A complete answer lists every line of the entries below where the string "title" appears.

DATA SUPPLIED |
= = = = = = =
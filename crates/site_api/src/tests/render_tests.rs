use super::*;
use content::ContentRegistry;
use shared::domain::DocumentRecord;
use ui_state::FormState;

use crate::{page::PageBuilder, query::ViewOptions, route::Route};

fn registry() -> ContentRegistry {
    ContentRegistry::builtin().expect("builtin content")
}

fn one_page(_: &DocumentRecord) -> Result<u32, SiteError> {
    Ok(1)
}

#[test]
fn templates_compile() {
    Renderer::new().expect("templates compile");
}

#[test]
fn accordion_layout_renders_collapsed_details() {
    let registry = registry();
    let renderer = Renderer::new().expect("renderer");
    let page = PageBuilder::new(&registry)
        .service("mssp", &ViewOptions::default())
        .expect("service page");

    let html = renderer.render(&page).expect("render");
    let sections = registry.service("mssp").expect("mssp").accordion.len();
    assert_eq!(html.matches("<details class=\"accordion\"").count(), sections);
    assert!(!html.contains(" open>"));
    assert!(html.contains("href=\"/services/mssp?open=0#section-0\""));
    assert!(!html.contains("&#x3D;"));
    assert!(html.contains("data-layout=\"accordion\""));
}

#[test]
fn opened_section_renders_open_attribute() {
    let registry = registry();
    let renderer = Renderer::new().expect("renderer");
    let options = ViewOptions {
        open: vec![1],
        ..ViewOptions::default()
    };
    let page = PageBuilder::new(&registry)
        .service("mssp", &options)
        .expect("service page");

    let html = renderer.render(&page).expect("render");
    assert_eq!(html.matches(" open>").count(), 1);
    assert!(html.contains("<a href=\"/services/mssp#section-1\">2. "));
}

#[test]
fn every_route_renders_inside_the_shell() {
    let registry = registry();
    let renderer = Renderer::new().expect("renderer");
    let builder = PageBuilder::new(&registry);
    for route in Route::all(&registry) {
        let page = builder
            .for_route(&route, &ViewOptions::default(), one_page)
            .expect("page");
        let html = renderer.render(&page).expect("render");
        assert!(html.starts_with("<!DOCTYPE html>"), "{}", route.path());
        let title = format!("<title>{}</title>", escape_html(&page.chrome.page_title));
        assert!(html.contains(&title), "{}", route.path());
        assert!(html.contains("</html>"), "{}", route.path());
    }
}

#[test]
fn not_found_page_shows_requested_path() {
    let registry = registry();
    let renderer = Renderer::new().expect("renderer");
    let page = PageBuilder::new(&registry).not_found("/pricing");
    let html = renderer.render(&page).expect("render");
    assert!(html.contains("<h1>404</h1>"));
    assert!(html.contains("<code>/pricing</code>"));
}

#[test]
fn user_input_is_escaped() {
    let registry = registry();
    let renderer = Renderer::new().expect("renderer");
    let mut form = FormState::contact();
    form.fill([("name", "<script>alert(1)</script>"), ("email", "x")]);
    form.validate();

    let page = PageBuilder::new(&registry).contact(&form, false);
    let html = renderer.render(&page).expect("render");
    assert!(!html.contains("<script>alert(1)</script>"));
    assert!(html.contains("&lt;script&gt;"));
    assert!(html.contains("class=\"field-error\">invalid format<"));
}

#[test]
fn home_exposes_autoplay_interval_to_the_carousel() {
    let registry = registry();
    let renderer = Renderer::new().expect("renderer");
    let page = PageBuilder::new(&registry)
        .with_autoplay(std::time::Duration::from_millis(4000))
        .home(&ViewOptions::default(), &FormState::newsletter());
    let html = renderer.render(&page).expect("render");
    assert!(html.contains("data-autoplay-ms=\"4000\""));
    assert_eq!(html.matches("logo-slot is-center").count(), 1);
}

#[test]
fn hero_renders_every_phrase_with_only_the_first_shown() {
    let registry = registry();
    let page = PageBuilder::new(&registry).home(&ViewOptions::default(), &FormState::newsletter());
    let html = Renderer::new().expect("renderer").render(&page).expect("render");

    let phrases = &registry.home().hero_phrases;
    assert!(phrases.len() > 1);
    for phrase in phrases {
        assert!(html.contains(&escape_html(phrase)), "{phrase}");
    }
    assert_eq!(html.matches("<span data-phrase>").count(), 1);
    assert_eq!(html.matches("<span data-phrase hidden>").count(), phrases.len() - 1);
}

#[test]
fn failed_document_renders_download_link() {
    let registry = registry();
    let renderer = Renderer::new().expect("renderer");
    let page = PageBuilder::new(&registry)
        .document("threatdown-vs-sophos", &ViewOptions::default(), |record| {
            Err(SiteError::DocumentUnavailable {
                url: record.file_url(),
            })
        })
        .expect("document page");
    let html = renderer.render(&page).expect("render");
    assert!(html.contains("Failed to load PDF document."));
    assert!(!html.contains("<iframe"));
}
= = = = = = =
OUTPUT |
        let title = format!("<title>{}</title>", escape_html(&page.chrome.page_title));
        assert!(html.contains(&title), "{}", route.path());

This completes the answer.